Un concert d’assiettes cours Berriat
Gérard Van Fouchett ameute le voisinage dans un micro relié à deux enceintes donnant sur la rue et la cour intérieure. Le spectacle commence. Après une brève histoire loufoque de la musique d’assiettes, il invite les curieux à essayer, munis d’une assiette solide – ni en plastique, ni en carton – et d’un couteau cranté.
Les habitants tapent et grattent leurs instruments. Après quelques essais cacophoniques, tous arrivent à jouer à l’unisson. Sous les directives du chef d’orchestre, « We will rock you », la fameuse chanson de Queen, retentit du cours Berriat à la Belle électrique. Version assiettes symphoniques.
« Au restaurant, au bureau, jouez, jouez ! »
Après un quart d’heure de concert, Gérard Van Fouchett salue et encourage ses nouvelles recrues à diffuser cette musique au plus grand nombre.
« Au restaurant, au bureau, partout où il y a des assiettes, jouez, jouez ! » Après une dernière salve d’applaudissements et sous les regards curieux des passants, les fenêtres se referment.
Ici comme ailleurs, les habitants attendent avec impatience de retrouver une semi-liberté de mouvement. Mais au 159 cours Berriat, ces deux mois de confinement sont finalement assez vite passés.
Anissa Duport-Levanti
LA PETITE HISTOIRE DE RADIO COVID-19 BERRIAT
« Au début, on applaudissait à 20 heures, et puis un jour on a entendu de la musique juste après », se souvient Mickey Stephenson. Cette musique, elle venait de chez Sylvie Dumas.
Avec son ami Pascal Servet, comédien et auteur, ils avaient décidé de passer quelques chansons de Manu Dibango. Un hommage au célèbre saxophoniste et chanteur camerounais, décédé ce jour-là, le 24 mars 2020.
Un quart d’heure de musique quotidienne
« On s’est tout de suite dit : “mais oui, c’est évident, il faut faire ça tous les soirs” », se souvient Sylvie. Radio Covid-19 Berriat était née. Alors, depuis cette date, quinze minutes de musique suivent l’hommage aux soignants. « On ne voulait pas faire plus pour ne pas trop déranger », confie-t-elle.
Mais il n’en fallait pas plus pour fédérer. Très vite, les voisins veulent proposer des chansons. Les avions en papier volent jusqu’à la porte de Sylvie.
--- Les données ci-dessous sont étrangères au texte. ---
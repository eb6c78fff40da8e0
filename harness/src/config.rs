//! Harness configuration.
//!
//! ```yaml
//! callback: 0.0.0.0:8090
//! callback_url: http://harness:8090
//! metrics: 0.0.0.0:9090
//! log_level: info
//! step_timeout_ms: 15000
//! actors:
//!   - node_id: rp1
//!     role: rp
//!     api: http://localhost:8200
//!   - node_id: idp1
//!     role: idp
//!     api: http://localhost:8100
//!   - node_id: as1
//!     role: as
//!     api: http://localhost:8300
//! fixture:
//!   namespace: citizen_id
//!   identifier: "1234567890123"
//!   services:
//!     - service_id: bank_statement
//!       as_id_list: [as1]
//!       min_as: 1
//!       request_params: '{"format":"pdf"}'
//! ```

use crate::Error;
use idex_observer::expected::{Identity, ServiceRequest};
use serde::{Deserialize, Serialize};
use std::{collections::HashSet, fmt, fs::File, net::SocketAddr, path::Path, time::Duration};
use tracing::Level;

/// The part an actor plays in the protocol.
#[derive(Clone, Copy, Debug, PartialEq, Eq, Hash, Serialize, Deserialize)]
#[serde(rename_all = "lowercase")]
pub enum Role {
    /// Requesting Party.
    Rp,
    /// Identity Provider.
    Idp,
    /// Accessor Service.
    As,
}

impl fmt::Display for Role {
    fn fmt(&self, f: &mut fmt::Formatter<'_>) -> fmt::Result {
        f.write_str(match self {
            Role::Rp => "rp",
            Role::Idp => "idp",
            Role::As => "as",
        })
    }
}

/// A node taking part in scenarios.
#[derive(Clone, Debug, PartialEq, Eq, Serialize, Deserialize)]
pub struct Actor {
    pub node_id: String,
    pub role: Role,
    /// Base URL of the node's control-plane API.
    pub api: String,
}

/// Inputs shared by every scenario.
#[derive(Clone, Debug, PartialEq, Serialize, Deserialize)]
pub struct Fixture {
    pub namespace: String,
    pub identifier: String,
    #[serde(default = "default_request_message")]
    pub request_message: String,
    #[serde(default = "default_min_ial")]
    pub min_ial: f64,
    #[serde(default = "default_min_aal")]
    pub min_aal: f64,
    #[serde(default = "default_request_timeout")]
    pub request_timeout: u64,
    /// Mode used when data is requested (2 or 3).
    #[serde(default = "default_data_mode")]
    pub data_mode: u8,
    #[serde(default)]
    pub services: Vec<ServiceRequest>,
}

fn default_request_message() -> String {
    "Do you consent to share your identity with the requester?".into()
}

fn default_min_ial() -> f64 {
    1.1
}

fn default_min_aal() -> f64 {
    1.0
}

fn default_request_timeout() -> u64 {
    86_400
}

fn default_data_mode() -> u8 {
    2
}

impl Default for Fixture {
    fn default() -> Self {
        Self {
            namespace: "citizen_id".into(),
            identifier: "1234567890123".into(),
            request_message: default_request_message(),
            min_ial: default_min_ial(),
            min_aal: default_min_aal(),
            request_timeout: default_request_timeout(),
            data_mode: default_data_mode(),
            services: Vec::new(),
        }
    }
}

impl Fixture {
    /// The identity requests are made about.
    pub fn identity(&self) -> Identity {
        Identity {
            namespace: self.namespace.clone(),
            identifier: self.identifier.clone(),
        }
    }
}

fn default_log_level() -> String {
    "info".into()
}

fn default_step_timeout_ms() -> u64 {
    15_000
}

/// Configuration of one harness run.
#[derive(Clone, Debug, PartialEq, Serialize, Deserialize)]
pub struct Config {
    /// Address the webhook receiver listens on.
    pub callback: SocketAddr,
    /// Base URL nodes deliver callbacks to (`http://{callback}` if omitted).
    #[serde(default)]
    pub callback_url: Option<String>,
    /// Address the metrics endpoint listens on (disabled if omitted).
    #[serde(default)]
    pub metrics: Option<SocketAddr>,
    #[serde(default = "default_log_level")]
    pub log_level: String,
    /// How long a scenario step waits for a notification.
    #[serde(default = "default_step_timeout_ms")]
    pub step_timeout_ms: u64,
    pub actors: Vec<Actor>,
    #[serde(default)]
    pub fixture: Fixture,
}

impl Config {
    /// Load and validate a [Config] from a YAML file.
    pub fn load(path: &Path) -> Result<Self, Error> {
        let config: Config = {
            let config_file = File::open(path)?;
            serde_yaml::from_reader(config_file)?
        };
        config.validate()?;
        Ok(config)
    }

    /// Ensure the actor table and log level are usable.
    pub fn validate(&self) -> Result<(), Error> {
        self.level()?;
        if let Some(url) = &self.callback_url {
            ensure_http("callback", url)?;
        }
        let mut seen = HashSet::new();
        for actor in &self.actors {
            ensure_http(&actor.node_id, &actor.api)?;
            if !seen.insert(actor.node_id.as_str()) {
                return Err(Error::InvalidConfig(format!(
                    "duplicate node_id: {}",
                    actor.node_id
                )));
            }
        }
        if self.node_ids(Role::Rp).is_empty() {
            return Err(Error::InvalidConfig("no rp actor".into()));
        }
        Ok(())
    }

    /// The configured log level.
    pub fn level(&self) -> Result<Level, Error> {
        self.log_level
            .parse()
            .map_err(|_| Error::InvalidConfig(format!("invalid log level: {}", self.log_level)))
    }

    /// How long a scenario step waits for a notification.
    pub fn step_timeout(&self) -> Duration {
        Duration::from_millis(self.step_timeout_ms)
    }

    /// Node ids of every actor playing `role`, in configuration order.
    pub fn node_ids(&self, role: Role) -> Vec<String> {
        self.actors
            .iter()
            .filter(|actor| actor.role == role)
            .map(|actor| actor.node_id.clone())
            .collect()
    }

    /// The base URL nodes deliver callbacks to.
    pub fn callback_url(&self) -> String {
        self.callback_url
            .clone()
            .unwrap_or_else(|| format!("http://{}", self.callback))
    }

    /// The actor with `node_id`.
    pub fn actor(&self, node_id: &str) -> Option<&Actor> {
        self.actors.iter().find(|actor| actor.node_id == node_id)
    }
}

fn ensure_http(actor: &str, url: &str) -> Result<(), Error> {
    if url.starts_with("http://") || url.starts_with("https://") {
        return Ok(());
    }
    Err(Error::InvalidUrl {
        actor: actor.to_string(),
        url: url.to_string(),
    })
}

#[cfg(test)]
mod tests {
    use super::*;
    use std::io::Write;

    const CONFIG: &str = r#"
callback: 127.0.0.1:8090
step_timeout_ms: 500
actors:
  - node_id: rp1
    role: rp
    api: http://localhost:8200
  - node_id: idp1
    role: idp
    api: http://localhost:8100
  - node_id: idp2
    role: idp
    api: http://localhost:8101
  - node_id: as1
    role: as
    api: http://localhost:8300
fixture:
  namespace: citizen_id
  identifier: "1234"
  services:
    - service_id: bank_statement
      as_id_list: [as1]
      min_as: 1
"#;

    #[test]
    fn test_parse() {
        let config: Config = serde_yaml::from_str(CONFIG).unwrap();
        config.validate().unwrap();
        assert_eq!(config.metrics, None);
        assert_eq!(config.level().unwrap(), Level::INFO);
        assert_eq!(config.step_timeout(), Duration::from_millis(500));
        assert_eq!(config.node_ids(Role::Idp), vec!["idp1", "idp2"]);
        assert_eq!(config.node_ids(Role::As), vec!["as1"]);
        assert_eq!(config.actor("rp1").unwrap().api, "http://localhost:8200");
        assert_eq!(config.callback_url(), "http://127.0.0.1:8090");

        // Fixture defaults
        let fixture = &config.fixture;
        assert_eq!(fixture.data_mode, 2);
        assert_eq!(fixture.min_ial, 1.1);
        assert_eq!(fixture.services[0].request_params, "");
        assert_eq!(fixture.identity().identifier, "1234");
    }

    #[test]
    fn test_load() {
        let path = std::env::temp_dir().join(format!("idex-config-{}.yaml", std::process::id()));
        File::create(&path)
            .unwrap()
            .write_all(CONFIG.as_bytes())
            .unwrap();
        let config = Config::load(&path).unwrap();
        std::fs::remove_file(&path).unwrap();
        assert_eq!(config.actors.len(), 4);
        assert!(matches!(Config::load(&path), Err(Error::Io(_))));
    }

    #[test]
    fn test_invalid() {
        let mut config: Config = serde_yaml::from_str(CONFIG).unwrap();
        config.log_level = "loud".into();
        assert!(matches!(config.validate(), Err(Error::InvalidConfig(_))));

        let mut config: Config = serde_yaml::from_str(CONFIG).unwrap();
        config.actors[1].node_id = "rp1".into();
        assert!(matches!(config.validate(), Err(Error::InvalidConfig(_))));

        let mut config: Config = serde_yaml::from_str(CONFIG).unwrap();
        config.actors.retain(|actor| actor.role != Role::Rp);
        assert!(matches!(config.validate(), Err(Error::InvalidConfig(_))));

        let mut config: Config = serde_yaml::from_str(CONFIG).unwrap();
        config.actors[2].api = "localhost:8101".into();
        assert!(matches!(
            config.validate(),
            Err(Error::InvalidUrl { actor, .. }) if actor == "idp2"
        ));

        // Unknown role
        let invalid = CONFIG.replace("role: as", "role: bank");
        assert!(serde_yaml::from_str::<Config>(&invalid).is_err());
    }
}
Alors elle accroche une feuille pour que chacun puisse écrire ses souhaits. « En tout, on a dû passer plus de 250 chansons », estime-t-elle.
L’initiative ne s’arrête pas là. Sylvie et Pascal organisent des soirées spéciales. « Le samedi, c’est Saturday Night Fever : on pousse la musique jusqu’à 20 h 30. Et on a aussi organisé une soirée plage, avec parasols et serviettes dans la rue et la cour de l’immeuble », se réjouit Sylvie.
Redécouvrir ses voisins
« Cette initiative nous a permis de vraiment nous rencontrer, ça a rapproché tout le monde », affirme Solène, une voisine. « On a appris à connaître nos voisins. Il y a des colocations de jeunes étudiants dans tous les immeubles autour. On les a rencontrés. Maintenant, il y a un vrai lien et on discute tous ensemble », poursuit Mickey Stephenson, habitant du square des Fusillés.
Tous espèrent que le retour à la vie – presque – normale ne signifiera pas la fin de ces nouveaux rapports de voisinage. « On a prévu de monter un spectacle autour de notre expérience », confie Sylvie. Une chose est sûre, Radio Covid-19 Berriat ne s’éteindra pas le 11 mai.